◆ WORK TO COMPLETE: Work out how many lines below contain "ImageError", then write only that number.

#### MATERIAL SHOWN

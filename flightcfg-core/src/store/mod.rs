//! Configuration store
//!
//! [`ConfigStore`] owns the one in-memory [`ConfigRecord`], the flash region
//! it persists to and the receiver capture hook. Boot calls
//! [`ensure_valid`](ConfigStore::ensure_valid) then
//! [`load`](ConfigStore::load); every later change goes through
//! [`save`](ConfigStore::save) and usually a reload.
//!
//! Receiver capture is suspended for the whole of every load and save.

pub mod error;

pub use error::FailureReason;

use flightcfg_hal::{ConfigFlash, RxSignal};

use crate::activation;
use crate::config::{
    ConfigRecord, FeatureMask, Profile, RateProfile, Target, MAX_PROFILE_COUNT,
    MAX_RATE_PROFILE_COUNT,
};
use crate::resolver::{self, FixReport};
use crate::runtime::{FeatureLatch, ProfileSelector};
use crate::storage::image::{self, ImageBuffer, ImageError, IMAGE_SIZE};
use crate::storage::ImageWriter;
use crate::traits::Subsystems;

/// Bytes compared per read when verifying a write
const VERIFY_CHUNK: usize = 64;

/// Receiver capture paused until dropped
struct RxSuspended<'a, R: RxSignal> {
    rx: &'a mut R,
}

impl<'a, R: RxSignal> RxSuspended<'a, R> {
    fn new(rx: &'a mut R) -> Self {
        rx.suspend();
        Self { rx }
    }
}

impl<R: RxSignal> Drop for RxSuspended<'_, R> {
    fn drop(&mut self) {
        self.rx.resume();
    }
}

/// Persistent configuration for one board
pub struct ConfigStore<F: ConfigFlash, R: RxSignal> {
    flash: F,
    rx: R,
    target: Target,
    record: ConfigRecord,
    selector: ProfileSelector,
    latch: FeatureLatch,
    /// Scratch for encoding, reading and verifying
    image: ImageBuffer,
}

impl<F: ConfigFlash, R: RxSignal> ConfigStore<F, R> {
    /// Create a store holding `target` defaults
    ///
    /// Nothing is read from flash until [`ensure_valid`](Self::ensure_valid)
    /// or [`load`](Self::load).
    pub fn new(flash: F, rx: R, target: Target) -> Result<Self, FailureReason> {
        let info = target.info();
        log_info!("Config store for {} ({:?})", info.name, info.mcu);

        let region = flash.region();
        if (region.size as usize) < IMAGE_SIZE {
            log_error!("Config region of {} bytes cannot hold the image", region.size);
            return Err(FailureReason::RegionTooSmall);
        }

        Ok(Self {
            flash,
            rx,
            target,
            record: ConfigRecord::defaults(target),
            selector: ProfileSelector::new(),
            latch: FeatureLatch::new(),
            image: [0; IMAGE_SIZE],
        })
    }

    pub fn target(&self) -> Target {
        self.target
    }

    /// Whether the stored image has the right version, size, magic and
    /// checksum, and decodes
    pub fn validate(&mut self) -> bool {
        match read_image(&mut self.flash, &mut self.image) {
            Ok(_) => true,
            Err(e) => {
                log_debug!("Stored config rejected: {:?}", e);
                false
            }
        }
    }

    /// Load the stored record, fix it up and activate it
    ///
    /// Out-of-range profile and rate profile indices are reset to slot 0 in
    /// every profile, not just the active one. Fails with
    /// [`FailureReason::InvalidStoredConfig`] if the image does not validate.
    pub fn load<S: Subsystems>(&mut self, subsystems: &mut S) -> Result<FixReport, FailureReason> {
        let _rx = RxSuspended::new(&mut self.rx);

        self.record = read_image(&mut self.flash, &mut self.image)?;

        if usize::from(self.record.current_profile_index) >= MAX_PROFILE_COUNT {
            log_warn!("Stored profile index {} out of range", self.record.current_profile_index);
            self.record.current_profile_index = 0;
        }
        for (slot, profile) in self.record.profiles.iter_mut().enumerate() {
            if usize::from(profile.default_rate_profile_index) >= MAX_RATE_PROFILE_COUNT {
                log_warn!(
                    "Profile {} rate profile index {} out of range",
                    slot,
                    profile.default_rate_profile_index
                );
                profile.default_rate_profile_index = 0;
            }
        }

        let profile = self
            .selector
            .select_profile(usize::from(self.record.current_profile_index));
        self.selector.select_rate_profile(usize::from(
            self.record.profiles[profile].default_rate_profile_index,
        ));

        let report = resolver::fix(&mut self.record, self.target);
        activation::apply(&mut self.record, self.target, &self.selector, subsystems);

        Ok(report)
    }

    /// Persist the record
    ///
    /// Writes the full image with bounded retries, then reads it back.
    pub fn save(&mut self) -> Result<(), FailureReason> {
        let _rx = RxSuspended::new(&mut self.rx);

        image::encode(&self.record, &mut self.image)?;
        let attempts = ImageWriter::new(&mut self.flash, &self.image).run()?;
        verify_written(&mut self.flash, &self.image)?;

        log_info!("Config saved after {} attempt(s)", attempts);
        Ok(())
    }

    /// Restore and persist defaults if the stored image is not valid
    pub fn ensure_valid(&mut self) -> Result<(), FailureReason> {
        if self.validate() {
            return Ok(());
        }

        log_warn!("Stored config invalid, restoring defaults");
        self.reset_and_save()
    }

    /// Replace the in-memory record with `target` defaults
    pub fn reset_to_defaults(&mut self) {
        self.record = ConfigRecord::defaults(self.target);
        self.selector = ProfileSelector::new();
    }

    pub fn reset_and_save(&mut self) -> Result<(), FailureReason> {
        self.reset_to_defaults();
        self.save()
    }

    /// Save, reload and acknowledge with one beep
    pub fn save_and_reload<S: Subsystems>(&mut self, subsystems: &mut S) -> Result<(), FailureReason> {
        self.save()?;
        self.load(subsystems)?;
        subsystems.confirmation_beeps(1);
        Ok(())
    }

    /// Switch tuning profile, persisting the choice
    ///
    /// Indices past the last slot select the last slot. Beeps once per slot
    /// number. Returns the slot selected.
    pub fn change_profile<S: Subsystems>(
        &mut self,
        index: usize,
        subsystems: &mut S,
    ) -> Result<usize, FailureReason> {
        let profile = self.selector.select_profile(index);
        self.record.current_profile_index = profile as u8;

        self.save()?;
        self.load(subsystems)?;

        subsystems.confirmation_beeps(profile as u8 + 1);
        Ok(profile)
    }

    /// Switch rate profile for this session only
    ///
    /// Only the lookup curves are regenerated; nothing is written to flash.
    pub fn change_rate_profile<S: Subsystems>(&mut self, index: usize, subsystems: &mut S) -> usize {
        let rate_profile = self.selector.select_rate_profile(index);
        activation::activate_rate_profile(&self.record, &self.selector, subsystems);
        rate_profile
    }

    pub fn record(&self) -> &ConfigRecord {
        &self.record
    }

    /// Edit the record; changes take effect on the next save and reload
    pub fn record_mut(&mut self) -> &mut ConfigRecord {
        &mut self.record
    }

    pub fn selector(&self) -> &ProfileSelector {
        &self.selector
    }

    pub fn current_profile(&self) -> &Profile {
        &self.record.profiles[self.selector.profile()]
    }

    pub fn current_rate_profile(&self) -> &RateProfile {
        &self.record.rate_profiles[self.selector.rate_profile()]
    }

    pub fn current_min_throttle(&self) -> u16 {
        self.record.esc_servo.min_throttle
    }

    /// Whether any of `mask` is set in the record
    pub fn is_configured(&self, mask: FeatureMask) -> bool {
        self.record.features.intersects(mask)
    }

    /// Whether any of `mask` was set at the last latch
    pub fn is_active(&self, mask: FeatureMask) -> bool {
        self.latch.is_active(mask)
    }

    pub fn set_features(&mut self, mask: FeatureMask) {
        self.record.features.insert(mask);
    }

    pub fn clear_features(&mut self, mask: FeatureMask) {
        self.record.features.remove(mask);
    }

    /// Snapshot the configured features as the active set
    pub fn latch_active_features(&mut self) {
        self.latch.latch(self.record.features);
    }

    /// Delay before restarting motors after a soft reboot
    pub fn motor_restart_delay_ms(&self) -> u32 {
        self.latch.motor_restart_delay_ms(self.record.features)
    }

    pub fn flash(&self) -> &F {
        &self.flash
    }

    pub fn flash_mut(&mut self) -> &mut F {
        &mut self.flash
    }

    pub fn rx(&self) -> &R {
        &self.rx
    }

    pub fn into_parts(self) -> (F, R) {
        (self.flash, self.rx)
    }
}

fn read_image<F: ConfigFlash>(flash: &mut F, image: &mut ImageBuffer) -> Result<ConfigRecord, ImageError> {
    let start = flash.region().start;
    flash.read(start, image).map_err(ImageError::Read)?;
    image::decode(image)
}

/// Read the region back and compare it with what was written
fn verify_written<F: ConfigFlash>(flash: &mut F, image: &ImageBuffer) -> Result<(), FailureReason> {
    let start = flash.region().start;
    let mut readback = [0u8; VERIFY_CHUNK];

    for (i, expected) in image.chunks(VERIFY_CHUNK).enumerate() {
        let readback = &mut readback[..expected.len()];
        let address = start + (i * VERIFY_CHUNK) as u32;

        if flash.read(address, readback).is_err() || readback != expected {
            log_error!("Config verify failed at {}", address);
            return Err(FailureReason::VerifyFailed);
        }
    }

    image::check(image).map_err(|_| FailureReason::VerifyFailed)
}

#[cfg(test)]
mod tests {
    use super::*;
    use flightcfg_hal::{NoRxSignal, RamFlash};

    const START: u32 = 0x0801_F800;

    #[derive(Default)]
    struct CountingRx {
        suspended: bool,
        suspends: u32,
        resumes: u32,
    }

    impl RxSignal for CountingRx {
        fn suspend(&mut self) {
            self.suspended = true;
            self.suspends += 1;
        }

        fn resume(&mut self) {
            self.suspended = false;
            self.resumes += 1;
        }
    }

    #[test]
    fn test_region_too_small() {
        let flash = RamFlash::<1024>::new(START, 1024);
        let result = ConfigStore::new(flash, NoRxSignal, Target::Naze);
        assert!(matches!(result, Err(FailureReason::RegionTooSmall)));
    }

    #[test]
    fn test_rx_suspended_during_save_only() {
        let flash = RamFlash::<IMAGE_SIZE>::new(START, 1024);
        let mut store = ConfigStore::new(flash, CountingRx::default(), Target::Naze).unwrap();

        store.save().unwrap();

        assert_eq!(store.rx().suspends, 1);
        assert_eq!(store.rx().resumes, 1);
        assert!(!store.rx().suspended);
    }

    #[test]
    fn test_rx_resumed_after_failed_save() {
        let mut flash = RamFlash::<IMAGE_SIZE>::new(START, 1024);
        flash.set_always_fail(true);
        let mut store = ConfigStore::new(flash, CountingRx::default(), Target::Naze).unwrap();

        assert!(store.save().is_err());
        assert!(!store.rx().suspended);
    }

    #[test]
    fn test_feature_queries() {
        let flash = RamFlash::<IMAGE_SIZE>::new(START, 1024);
        let mut store = ConfigStore::new(flash, NoRxSignal, Target::Naze).unwrap();

        assert!(store.is_configured(FeatureMask::VBAT));
        assert!(!store.is_active(FeatureMask::VBAT));

        store.latch_active_features();
        store.clear_features(FeatureMask::VBAT | FeatureMask::ONESHOT125);

        assert!(!store.is_configured(FeatureMask::VBAT));
        assert!(store.is_active(FeatureMask::VBAT));
        assert_eq!(store.motor_restart_delay_ms(), 1500);

        store.set_features(FeatureMask::ONESHOT125);
        assert_eq!(store.motor_restart_delay_ms(), 0);
    }

    #[test]
    fn test_current_min_throttle_follows_record() {
        let flash = RamFlash::<IMAGE_SIZE>::new(START, 1024);
        let mut store = ConfigStore::new(flash, NoRxSignal, Target::Naze).unwrap();
        assert_eq!(store.current_min_throttle(), 1150);

        store.record_mut().esc_servo.min_throttle = 1070;
        assert_eq!(store.current_min_throttle(), 1070);
    }
}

########

◆ THE ANSWER: 3